My mamy swoje wojenki laktacyjno – butelkowe. Niektóre z nas mają wdrukowane przekonanie, że karmienie piersią nie jest wcale takie ważne – w końcu już kilka tysięcy lat kobiety zlecają to innym. A w ten sposób karmienie zostało mocno zdegradowane i wydaje mi się, że wysiłki Jana Jakuba były trochę spóźnione. Jesli dodać do tego brak wsparcia, agresywny marketing producentów mieszanek…. No cóż, historia zna przykłady terrorystów walczących w słusznej sprawie.

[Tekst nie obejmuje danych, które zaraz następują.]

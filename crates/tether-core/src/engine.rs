//! Wasmtime engine wrapper for Tether.
//!
//! This module provides the `TetherEngine` type, which wraps the Wasmtime
//! engine with the configuration guests are compiled under.

use std::sync::Arc;

use tracing::info;
use wasmtime::{Config, Engine};

use crate::config::EngineConfig;
use crate::error::{EngineError, EngineResult};

/// The engine every guest module is compiled with.
///
/// # Example
///
/// ```
/// use tether_core::{EngineConfig, TetherEngine};
///
/// let engine = TetherEngine::new(EngineConfig::default()).unwrap();
/// assert!(!engine.config().debug_info);
/// ```
pub struct TetherEngine {
    /// The underlying Wasmtime engine.
    inner: Engine,
    /// Configuration used to create this engine.
    config: EngineConfig,
}

impl TetherEngine {
    /// Create a new engine with the given configuration.
    ///
    /// # Errors
    ///
    /// Returns an error if the configuration is rejected, either here or by
    /// Wasmtime.
    pub fn new(config: EngineConfig) -> EngineResult<Self> {
        if config.max_wasm_stack == 0 {
            return Err(EngineError::InvalidConfig(
                "max_wasm_stack must be non-zero".to_string(),
            ));
        }

        let mut wasmtime_config = Config::new();
        wasmtime_config.max_wasm_stack(config.max_wasm_stack);
        wasmtime_config.debug_info(config.debug_info);

        // Guests compiled by current toolchains use these freely.
        wasmtime_config.wasm_bulk_memory(true);
        wasmtime_config.wasm_multi_value(true);

        let inner = Engine::new(&wasmtime_config)?;

        info!(
            max_wasm_stack = config.max_wasm_stack,
            debug_info = config.debug_info,
            "Created Tether engine"
        );

        Ok(Self { inner, config })
    }

    /// Create a new engine with default configuration.
    pub fn default_engine() -> EngineResult<Self> {
        Self::new(EngineConfig::default())
    }

    /// Get a reference to the underlying Wasmtime engine.
    pub fn inner(&self) -> &Engine {
        &self.inner
    }

    /// Get the configuration used to create this engine.
    pub fn config(&self) -> &EngineConfig {
        &self.config
    }
}

impl std::fmt::Debug for TetherEngine {
    fn fmt(&self, f: &mut std::fmt::Formatter<'_>) -> std::fmt::Result {
        f.debug_struct("TetherEngine")
            .field("config", &self.config)
            .finish()
    }
}

/// A shared reference to a Tether engine.
pub type SharedEngine = Arc<TetherEngine>;

/// Extension trait for creating shared engines.
pub trait IntoShared {
    /// Convert into a shared engine reference.
    fn into_shared(self) -> SharedEngine;
}

impl IntoShared for TetherEngine {
    fn into_shared(self) -> SharedEngine {
        Arc::new(self)
    }
}
//! Type tags and the registry that resolves them.
//!
//! The set of marshaling strategies is closed: every [`TypeTag`] variant
//! has a fixed [`Capability`] record. The [`TypeRegistry`] only maps
//! textual names (as written in a signature) onto those variants.

use std::collections::HashMap;
use std::fmt;
use std::str::FromStr;

use crate::error::{MarshalError, MarshalResult};
use crate::slice::DESCRIPTOR_WORDS;

/// Element kinds supported by typed vectors.
#[derive(Debug, Clone, Copy, PartialEq, Eq, Hash)]
pub enum ElementKind {
    /// Unsigned 8-bit integers.
    U8,
    /// Unsigned 16-bit integers.
    U16,
    /// Unsigned 32-bit integers.
    U32,
    /// 32-bit IEEE floats.
    F32,
}

impl ElementKind {
    /// Width of one element in bytes.
    pub fn width(&self) -> u32 {
        match self {
            ElementKind::U8 => 1,
            ElementKind::U16 => 2,
            ElementKind::U32 | ElementKind::F32 => 4,
        }
    }

    /// Rust spelling of the element type.
    pub fn as_str(&self) -> &'static str {
        match self {
            ElementKind::U8 => "u8",
            ElementKind::U16 => "u16",
            ElementKind::U32 => "u32",
            ElementKind::F32 => "f32",
        }
    }
}

/// One marshaling strategy.
#[derive(Debug, Clone, Copy, PartialEq, Eq, Hash)]
pub enum TypeTag {
    /// `i32`, passed through unchanged.
    I32,
    /// `bool`, as integer `1`/`0`.
    Bool,
    /// NUL-terminated UTF-8 string.
    CStr,
    /// `&str`, a length-prefixed UTF-8 string.
    StrSlice,
    /// `String`, a length-prefixed UTF-8 string with an owned layout.
    OwnedString,
    /// `&[u8]`.
    ByteSlice,
    /// `Vec<T>` for a numeric element type.
    Vector(ElementKind),
    /// `()`, no value.
    Unit,
}

/// What a type tag can do.
#[derive(Debug, Clone, Copy, PartialEq, Eq)]
pub struct Capability {
    /// Usable as an argument register with no transformation.
    pub simple_arg: bool,
    /// Usable as a return register with no transformation.
    pub simple_return: bool,
    /// Words of scratch space the guest fills in when this is the return type.
    pub out_param_words: Option<u32>,
}

impl TypeTag {
    /// Every tag, with `Vec<_>` expanded per element kind.
    pub const ALL: [TypeTag; 11] = [
        TypeTag::I32,
        TypeTag::Bool,
        TypeTag::CStr,
        TypeTag::StrSlice,
        TypeTag::OwnedString,
        TypeTag::ByteSlice,
        TypeTag::Vector(ElementKind::U8),
        TypeTag::Vector(ElementKind::U16),
        TypeTag::Vector(ElementKind::U32),
        TypeTag::Vector(ElementKind::F32),
        TypeTag::Unit,
    ];

    /// Canonical name, as written in Rust signatures.
    pub fn name(&self) -> &'static str {
        match self {
            TypeTag::I32 => "i32",
            TypeTag::Bool => "bool",
            TypeTag::CStr => "CStr",
            TypeTag::StrSlice => "&str",
            TypeTag::OwnedString => "String",
            TypeTag::ByteSlice => "&[u8]",
            TypeTag::Vector(ElementKind::U8) => "Vec<u8>",
            TypeTag::Vector(ElementKind::U16) => "Vec<u16>",
            TypeTag::Vector(ElementKind::U32) => "Vec<u32>",
            TypeTag::Vector(ElementKind::F32) => "Vec<f32>",
            TypeTag::Unit => "()",
        }
    }

    /// The capability record for this tag.
    pub fn capability(&self) -> Capability {
        match self {
            TypeTag::I32 => Capability {
                simple_arg: true,
                simple_return: true,
                out_param_words: None,
            },
            TypeTag::Unit => Capability {
                simple_arg: false,
                simple_return: true,
                out_param_words: None,
            },
            TypeTag::Bool | TypeTag::CStr => Capability {
                simple_arg: false,
                simple_return: false,
                out_param_words: None,
            },
            TypeTag::StrSlice | TypeTag::ByteSlice => Capability {
                simple_arg: false,
                simple_return: false,
                out_param_words: Some(DESCRIPTOR_WORDS),
            },
            // Owned layouts carry a trailing capacity word the host never reads.
            TypeTag::OwnedString | TypeTag::Vector(_) => Capability {
                simple_arg: false,
                simple_return: false,
                out_param_words: Some(DESCRIPTOR_WORDS + 1),
            },
        }
    }

    /// Shorthand for `capability().simple_arg`.
    pub fn is_simple_arg(&self) -> bool {
        self.capability().simple_arg
    }

    /// Shorthand for `capability().simple_return`.
    pub fn is_simple_return(&self) -> bool {
        self.capability().simple_return
    }

    /// Shorthand for `capability().out_param_words`.
    pub fn out_param_words(&self) -> Option<u32> {
        self.capability().out_param_words
    }
}

impl fmt::Display for TypeTag {
    fn fmt(&self, f: &mut fmt::Formatter<'_>) -> fmt::Result {
        f.write_str(self.name())
    }
}

fn normalize(name: &str) -> String {
    name.chars().filter(|c| !c.is_whitespace()).collect()
}

impl FromStr for TypeTag {
    type Err = MarshalError;

    /// Parse a canonical tag name. Aliases need a [`TypeRegistry`].
    fn from_str(s: &str) -> Result<Self, Self::Err> {
        let wanted = normalize(s);
        TypeTag::ALL
            .iter()
            .copied()
            .find(|tag| tag.name() == wanted)
            .ok_or_else(|| MarshalError::UnsupportedType(s.to_string()))
    }
}

/// Resolves textual type names to tags.
///
/// Starts out with every canonical name plus a few aliases (`I32`, `void`,
/// `string`); more aliases can be added, but the set of strategies behind
/// them stays closed.
#[derive(Debug, Clone)]
pub struct TypeRegistry {
    names: HashMap<String, TypeTag>,
}

impl TypeRegistry {
    /// Create a registry with the canonical names and built-in aliases.
    pub fn new() -> Self {
        let mut names: HashMap<String, TypeTag> = TypeTag::ALL
            .iter()
            .map(|tag| (tag.name().to_string(), *tag))
            .collect();
        names.insert("I32".to_string(), TypeTag::I32);
        names.insert("void".to_string(), TypeTag::Unit);
        names.insert("string".to_string(), TypeTag::CStr);
        Self { names }
    }

    /// Add an alias, builder style.
    pub fn with_alias(mut self, name: &str, tag: TypeTag) -> Self {
        self.register_alias(name, tag);
        self
    }

    /// Add an alias. Replaces any previous mapping for `name`.
    pub fn register_alias(&mut self, name: &str, tag: TypeTag) {
        self.names.insert(normalize(name), tag);
    }

    /// Look up a tag by name.
    pub fn resolve(&self, name: &str) -> MarshalResult<TypeTag> {
        self.names
            .get(&normalize(name))
            .copied()
            .ok_or_else(|| MarshalError::UnsupportedType(name.to_string()))
    }

    /// Look up the capability record behind a name.
    pub fn capability(&self, name: &str) -> MarshalResult<Capability> {
        Ok(self.resolve(name)?.capability())
    }

    /// Whether `name` resolves.
    pub fn contains(&self, name: &str) -> bool {
        self.names.contains_key(&normalize(name))
    }

    /// All registered names, sorted.
    pub fn names(&self) -> Vec<&str> {
        let mut names: Vec<&str> = self.names.keys().map(String::as_str).collect();
        names.sort_unstable();
        names
    }
}

impl Default for TypeRegistry {
    fn default() -> Self {
        Self::new()
    }
}
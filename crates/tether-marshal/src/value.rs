//! Host-side values passed to and returned from wrapped functions.

use serde::Serialize;

use crate::error::{MarshalError, MarshalResult};
use crate::types::{ElementKind, TypeTag};

/// A host-native value.
#[derive(Debug, Clone, PartialEq, Serialize)]
#[serde(untagged)]
pub enum Value {
    /// A 32-bit integer.
    I32(i32),
    /// A float. Accepted where `i32` is expected, truncated toward zero.
    Number(f64),
    /// A boolean.
    Bool(bool),
    /// A UTF-8 string.
    Str(String),
    /// A byte array.
    Bytes(Vec<u8>),
    /// A 16-bit unsigned integer array.
    U16s(Vec<u16>),
    /// A 32-bit unsigned integer array.
    U32s(Vec<u32>),
    /// A 32-bit float array.
    F32s(Vec<f32>),
    /// No value.
    Unit,
}

impl Value {
    /// Short name of the value's shape, for error messages.
    pub fn kind(&self) -> &'static str {
        match self {
            Value::I32(_) => "i32",
            Value::Number(_) => "number",
            Value::Bool(_) => "bool",
            Value::Str(_) => "string",
            Value::Bytes(_) => "byte array",
            Value::U16s(_) => "u16 array",
            Value::U32s(_) => "u32 array",
            Value::F32s(_) => "f32 array",
            Value::Unit => "unit",
        }
    }

    /// Get the integer, if this is one.
    pub fn as_i32(&self) -> Option<i32> {
        match self {
            Value::I32(v) => Some(*v),
            _ => None,
        }
    }

    /// Get the boolean, if this is one.
    pub fn as_bool(&self) -> Option<bool> {
        match self {
            Value::Bool(v) => Some(*v),
            _ => None,
        }
    }

    /// Get the string, if this is one.
    pub fn as_str(&self) -> Option<&str> {
        match self {
            Value::Str(s) => Some(s),
            _ => None,
        }
    }

    /// Get the bytes, if this is a byte array.
    pub fn as_bytes(&self) -> Option<&[u8]> {
        match self {
            Value::Bytes(b) => Some(b),
            _ => None,
        }
    }

    /// Take the string out, if this is one.
    pub fn into_string(self) -> Option<String> {
        match self {
            Value::Str(s) => Some(s),
            _ => None,
        }
    }

    /// Take the bytes out, if this is a byte array.
    pub fn into_bytes(self) -> Option<Vec<u8>> {
        match self {
            Value::Bytes(b) => Some(b),
            _ => None,
        }
    }

    /// Whether this is [`Value::Unit`].
    pub fn is_unit(&self) -> bool {
        matches!(self, Value::Unit)
    }

    /// Parse command-line text into the value a tag expects.
    ///
    /// Arrays are comma separated, optionally wrapped in brackets
    /// (`"1,2,3"` or `"[1, 2, 3]"`).
    pub fn parse_as(tag: TypeTag, text: &str) -> MarshalResult<Value> {
        let bad = |what: &str| MarshalError::type_mismatch(format!("{what} for `{tag}`"), text);
        match tag {
            TypeTag::I32 => {
                let trimmed = text.trim();
                trimmed
                    .parse::<i32>()
                    .map(Value::I32)
                    .or_else(|_| trimmed.parse::<f64>().map(Value::Number))
                    .map_err(|_| bad("a number"))
            }
            TypeTag::Bool => match text.trim() {
                "true" | "1" => Ok(Value::Bool(true)),
                "false" | "0" => Ok(Value::Bool(false)),
                _ => Err(bad("true or false")),
            },
            TypeTag::CStr | TypeTag::StrSlice | TypeTag::OwnedString => {
                Ok(Value::Str(text.to_string()))
            }
            TypeTag::ByteSlice | TypeTag::Vector(ElementKind::U8) => {
                parse_list(text).map(Value::Bytes).map_err(|_| bad("bytes"))
            }
            TypeTag::Vector(ElementKind::U16) => {
                parse_list(text).map(Value::U16s).map_err(|_| bad("u16 values"))
            }
            TypeTag::Vector(ElementKind::U32) => {
                parse_list(text).map(Value::U32s).map_err(|_| bad("u32 values"))
            }
            TypeTag::Vector(ElementKind::F32) => {
                parse_list(text).map(Value::F32s).map_err(|_| bad("f32 values"))
            }
            TypeTag::Unit => Err(MarshalError::Unimplemented(
                "unit type `()` in argument position".to_string(),
            )),
        }
    }
}

fn parse_list<T: std::str::FromStr>(text: &str) -> Result<Vec<T>, T::Err> {
    let inner = text
        .trim()
        .trim_start_matches('[')
        .trim_end_matches(']')
        .trim();
    if inner.is_empty() {
        return Ok(Vec::new());
    }
    inner.split(',').map(|item| item.trim().parse()).collect()
}

impl std::fmt::Display for Value {
    fn fmt(&self, f: &mut std::fmt::Formatter<'_>) -> std::fmt::Result {
        match self {
            Value::I32(v) => write!(f, "{v}"),
            Value::Number(v) => write!(f, "{v}"),
            Value::Bool(v) => write!(f, "{v}"),
            Value::Str(s) => f.write_str(s),
            Value::Bytes(v) => write!(f, "{v:?}"),
            Value::U16s(v) => write!(f, "{v:?}"),
            Value::U32s(v) => write!(f, "{v:?}"),
            Value::F32s(v) => write!(f, "{v:?}"),
            Value::Unit => f.write_str("()"),
        }
    }
}

macro_rules! impl_from {
    ($ty:ty, $variant:ident) => {
        impl From<$ty> for Value {
            fn from(v: $ty) -> Self {
                Value::$variant(v)
            }
        }
    };
}

impl_from!(i32, I32);
impl_from!(f64, Number);
impl_from!(bool, Bool);
impl_from!(String, Str);
impl_from!(Vec<u8>, Bytes);
impl_from!(Vec<u16>, U16s);
impl_from!(Vec<u32>, U32s);
impl_from!(Vec<f32>, F32s);

impl From<&str> for Value {
    fn from(s: &str) -> Self {
        Value::Str(s.to_string())
    }
}

impl From<&[u8]> for Value {
    fn from(b: &[u8]) -> Self {
        Value::Bytes(b.to_vec())
    }
}

impl From<()> for Value {
    fn from(_: ()) -> Self {
        Value::Unit
    }
}
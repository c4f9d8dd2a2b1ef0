//! Tether Marshaling
//!
//! This crate moves values across the boundary between a host and a
//! WebAssembly guest that only understands 32-bit integers and a linear
//! byte buffer. It knows nothing about any particular wasm runtime; a
//! runtime plugs in by implementing [`GuestExports`].
//!
//! - [`MemoryView`]: bounds-checked little-endian access to guest memory
//! - [`slice`], [`string`], [`vector`]: the codecs
//! - [`TypeRegistry`] / [`TypeTag`]: the closed set of marshaling strategies
//! - [`wrap`]: binds an export and a [`Signature`] into a [`WrappedFunction`]
//!
//! # Guest contract
//!
//! The guest exports `memory`, `alloc(size) -> ptr`, and functions taking
//! and returning 32-bit integers. Pointer-valued types are passed as the
//! address of a `[data, len]` descriptor; returns of those types go through
//! an out-parameter the host allocates. Nothing the host allocates is ever
//! freed.

pub mod convert;
pub mod error;
pub mod exports;
pub mod memory;
pub mod slice;
pub mod string;
pub mod types;
pub mod value;
pub mod vector;
pub mod wrap;

#[cfg(test)]
mod testing;

// Re-export main types
pub use convert::RawReturn;
pub use error::{MarshalError, MarshalResult, MemoryAccess};
pub use exports::{ALLOC_EXPORT, GuestExports, MEMORY_EXPORT, Pointer};
pub use memory::{MemoryView, WORD_BYTES};
pub use slice::SliceDescriptor;
pub use types::{Capability, ElementKind, TypeRegistry, TypeTag};
pub use value::Value;
pub use vector::Element;
pub use wrap::{OutParamPosition, Signature, WrapOptions, WrappedFunction, wrap};

/// Prelude module for convenient imports.
pub mod prelude {
    pub use crate::error::{MarshalError, MarshalResult};
    pub use crate::exports::GuestExports;
    pub use crate::types::{TypeRegistry, TypeTag};
    pub use crate::value::Value;
    pub use crate::wrap::{OutParamPosition, Signature, WrapOptions, WrappedFunction, wrap};
}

Byłoby jednak miło, gdyby wszyscy trochę spuścili z tonu. Karmienie piersią JEST ważne. Z dziesiątek powodów. Ale na nim świat się nie kończy. Piliniusz coś tam o tym marudził, ale może powinien był zająć się swoimi sprawami? Byłabym w imieniu świata zachwycona, gdyby wszystkie kobiety karmiły z przyjemnością. Ale wystarczy, że jestem zachwycona, że ja karmiłam ponad dwa lata i było mi z tym dobrze. Do innych się nie wtrącam. Chcesz karmić? Chętnie pomogę. Nie wiesz, czy chcesz? Pogadajmy o tym. Nie chcesz? Taka karma. Twoja sprawa.